09 July 2015, The Tablet

Welfare cuts will force families to food banks, warns charity


Cuts to welfare spending announced in the Summer Budget this week will have severe consequences for vulnerable people, the Church’s social action arm has warned.

Helen O’Brien, Chief Executive of the Caritas Social Action Networ (CSAN), said that the Chancellor’s plan to lower the benefit cap, from £26,000 to £20,000 and £23,000 in London, would push families deeper into poverty, forcing them to rely on food banks and charities.

Also among the £12bn of cuts that George Osborne announced on Wednesday, in the first Conservative budget for more than 18 years, was a cut in support for larger families, with child tax credits only extending to two children.
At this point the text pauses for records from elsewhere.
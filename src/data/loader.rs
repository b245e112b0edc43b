//! CSV loading for `TimeSeriesTable`.
//!
//! The first column holds the timestamp; every other column is numeric.
//! Blank cells become missing values.

use chrono::{DateTime, NaiveDate, NaiveDateTime, Utc};
use std::io::Read;
use std::path::Path;

use super::table::{Column, TableError, TimeSeriesTable};

/// Datetime layouts tried in order when no explicit format is configured.
const DATETIME_FORMATS: &[&str] = &["%Y-%m-%d %H:%M:%S", "%Y-%m-%dT%H:%M:%S", "%Y-%m-%d %H:%M"];
/// Day-first hourly layout of the BATADAL exports (`06/01/14 00`), tried last.
const HOURLY_FORMAT: &str = "%d/%m/%y %H";

/// Parse a timestamp cell, optionally with a caller-supplied `strftime` layout.
pub fn parse_timestamp(value: &str, format: Option<&str>) -> Option<DateTime<Utc>> {
    let value = value.trim();

    if let Some(format) = format {
        return NaiveDateTime::parse_from_str(value, format)
            .map(|t| t.and_utc())
            .ok()
            .or_else(|| {
                NaiveDate::parse_from_str(value, format)
                    .ok()
                    .map(|d| d.and_time(chrono::NaiveTime::MIN).and_utc())
            });
    }

    if let Ok(t) = DateTime::parse_from_rfc3339(value) {
        return Some(t.with_timezone(&Utc));
    }

    for format in DATETIME_FORMATS {
        if let Ok(t) = NaiveDateTime::parse_from_str(value, format) {
            return Some(t.and_utc());
        }
    }

    // chrono needs minutes to build a time, so append them for hour-only cells
    if let Ok(t) = NaiveDateTime::parse_from_str(&format!("{value}:00"), &format!("{HOURLY_FORMAT}:%M")) {
        return Some(t.and_utc());
    }

    NaiveDate::parse_from_str(value, "%Y-%m-%d")
        .ok()
        .map(|d| d.and_time(chrono::NaiveTime::MIN).and_utc())
}

/// Read a table from any CSV source.
///
/// # Errors
///
/// Returns a `TableError` for malformed CSV, unparseable cells, or a table
/// that violates the `TimeSeriesTable` invariants.
pub fn read_csv<R: Read>(reader: R, timestamp_format: Option<&str>) -> Result<TimeSeriesTable, TableError> {
    let mut reader = csv::ReaderBuilder::new().trim(csv::Trim::All).from_reader(reader);

    let names: Vec<String> = reader
        .headers()?
        .iter()
        .skip(1)
        .map(ToString::to_string)
        .collect();

    let mut index = Vec::new();
    let mut values: Vec<Vec<Option<f64>>> = vec![Vec::new(); names.len()];

    for (row, record) in reader.records().enumerate() {
        let record = record?;
        let raw_time = record.get(0).unwrap_or_default();
        let time = parse_timestamp(raw_time, timestamp_format).ok_or_else(|| TableError::Timestamp {
            row,
            value: raw_time.to_string(),
        })?;
        index.push(time);

        for (i, name) in names.iter().enumerate() {
            let cell = record.get(i + 1).unwrap_or_default();
            let value = if cell.is_empty() {
                None
            } else {
                Some(cell.parse::<f64>().map_err(|_| TableError::Value {
                    row,
                    column: name.clone(),
                    value: cell.to_string(),
                })?)
            };
            values[i].push(value);
        }
    }

    let columns = names
        .into_iter()
        .zip(values)
        .map(|(name, values)| Column::new(name, values))
        .collect();

    TimeSeriesTable::new(index, columns)
}

/// Load a table from a CSV file on disk.
///
/// # Errors
///
/// See [`read_csv`]; additionally fails if the file cannot be opened.
pub fn load_csv(path: impl AsRef<Path>, timestamp_format: Option<&str>) -> Result<TimeSeriesTable, TableError> {
    let path = path.as_ref();
    let file = std::fs::File::open(path)?;
    let table = read_csv(file, timestamp_format)?;

    tracing::info!(
        path = %path.display(),
        rows = table.len(),
        columns = table.column_names().count(),
        first = %table.min_date(),
        last = %table.max_date(),
        "Loaded time series table"
    );

    Ok(table)
}
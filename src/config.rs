use std::env;

use crate::dashboard::DashboardOptions;

#[derive(Debug, Clone)]
pub enum Deployment {
    Local,
    Dev,
    Stage,
    Prod,
}

impl Deployment {
    #[must_use]
    pub fn from_str(s: &str) -> Self {
        match s.to_lowercase().as_str() {
            "dev" | "development" => Self::Dev,
            "stage" | "staging" => Self::Stage,
            "prod" | "production" => Self::Prod,
            _ => Self::Local,
        }
    }
}

#[derive(Debug, Clone)]
pub struct Config {
    // Data
    pub data_path: String,
    pub timestamp_format: Option<String>,

    // Dashboard
    pub sensor_names: Vec<String>,
    pub stats_to_show: Vec<String>,
    pub show_attacks: bool,

    // API settings
    pub api_host: String,
    pub api_port: u16,

    // Application metadata
    pub deployment: Deployment,
}

impl Config {
    /// Load configuration from environment variables.
    ///
    /// # Errors
    ///
    /// Returns `ConfigError::Missing` if required environment variables are not set.
    pub fn from_env() -> Result<Self, ConfigError> {
        dotenvy::dotenv().ok();

        let sensor_names = split_list(
            &env::var("SENSOR_NAMES").map_err(|_| ConfigError::Missing("SENSOR_NAMES"))?,
        );
        if sensor_names.is_empty() {
            return Err(ConfigError::Missing("SENSOR_NAMES"));
        }

        Ok(Self {
            // Data
            data_path: env::var("DATA_PATH").map_err(|_| ConfigError::Missing("DATA_PATH"))?,
            timestamp_format: env::var("TIMESTAMP_FORMAT").ok().filter(|f| !f.is_empty()),

            // Dashboard
            sensor_names,
            stats_to_show: split_list(&env::var("STATS_TO_SHOW").unwrap_or_default()),
            show_attacks: env::var("SHOW_ATTACKS")
                .map(|v| {
                    parse_flag(&v).unwrap_or_else(|| {
                        tracing::warn!(value = %v, "Unrecognized SHOW_ATTACKS value, using false");
                        false
                    })
                })
                .unwrap_or(false),

            // API settings
            api_host: env::var("API_HOST").unwrap_or_else(|_| "0.0.0.0".to_string()),
            api_port: env::var("API_PORT")
                .unwrap_or_else(|_| "3000".to_string())
                .parse()
                .unwrap_or(3000),

            // Application metadata
            deployment: Deployment::from_str(
                &env::var("DEPLOYMENT").unwrap_or_else(|_| "local".to_string()),
            ),
        })
    }

    #[must_use]
    pub fn bind_address(&self) -> String {
        format!("{}:{}", self.api_host, self.api_port)
    }

    #[must_use]
    pub fn dashboard_options(&self) -> DashboardOptions {
        DashboardOptions {
            sensor_names: self.sensor_names.clone(),
            stats_to_show: self.stats_to_show.clone(),
            show_attacks: self.show_attacks,
        }
    }
}

/// Split a comma-separated list, dropping blanks
#[must_use]
pub fn split_list(s: &str) -> Vec<String> {
    s.split(',')
        .map(str::trim)
        .filter(|s| !s.is_empty())
        .map(ToString::to_string)
        .collect()
}

/// Parse a boolean flag, accepting the usual spellings (`1`, `yes`, `on`, ...)
#[must_use]
pub fn parse_flag(s: &str) -> Option<bool> {
    match s.trim().to_lowercase().as_str() {
        "1" | "true" | "yes" | "y" | "on" => Some(true),
        "0" | "false" | "no" | "n" | "off" | "" => Some(false),
        _ => None,
    }
}

#[derive(Debug, thiserror::Error)]
pub enum ConfigError {
    #[error("Missing required environment variable: {0}")]
    Missing(&'static str),
}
Taken together with a freeze in working-age benefits for four years and the lowering of the benefits cap, Ms O’Brien warned: “Larger families are going to feel a triple whammy.”

She also criticised the Government’s decision to scrap the support given to disabled people on the Employment Support Allowance. “In a labour market which has not proved the most accommodating, targeting this group will sadly only leave them further isolated and at risk of poverty,” she said.

CSAN is due to launch next week a report on the impact of existing welfare cuts. Anticipating that report Ms O’Brien said: “These new reforms further exacerbate the fears of CSAN and our member charities that the most vulnerable and poorest people are being put at greater risk.”

The Chancellor also announced the introduction of a compulsory National Living Wage, starting at £7.20 per hour next year and rising to £9 an hour by 2020.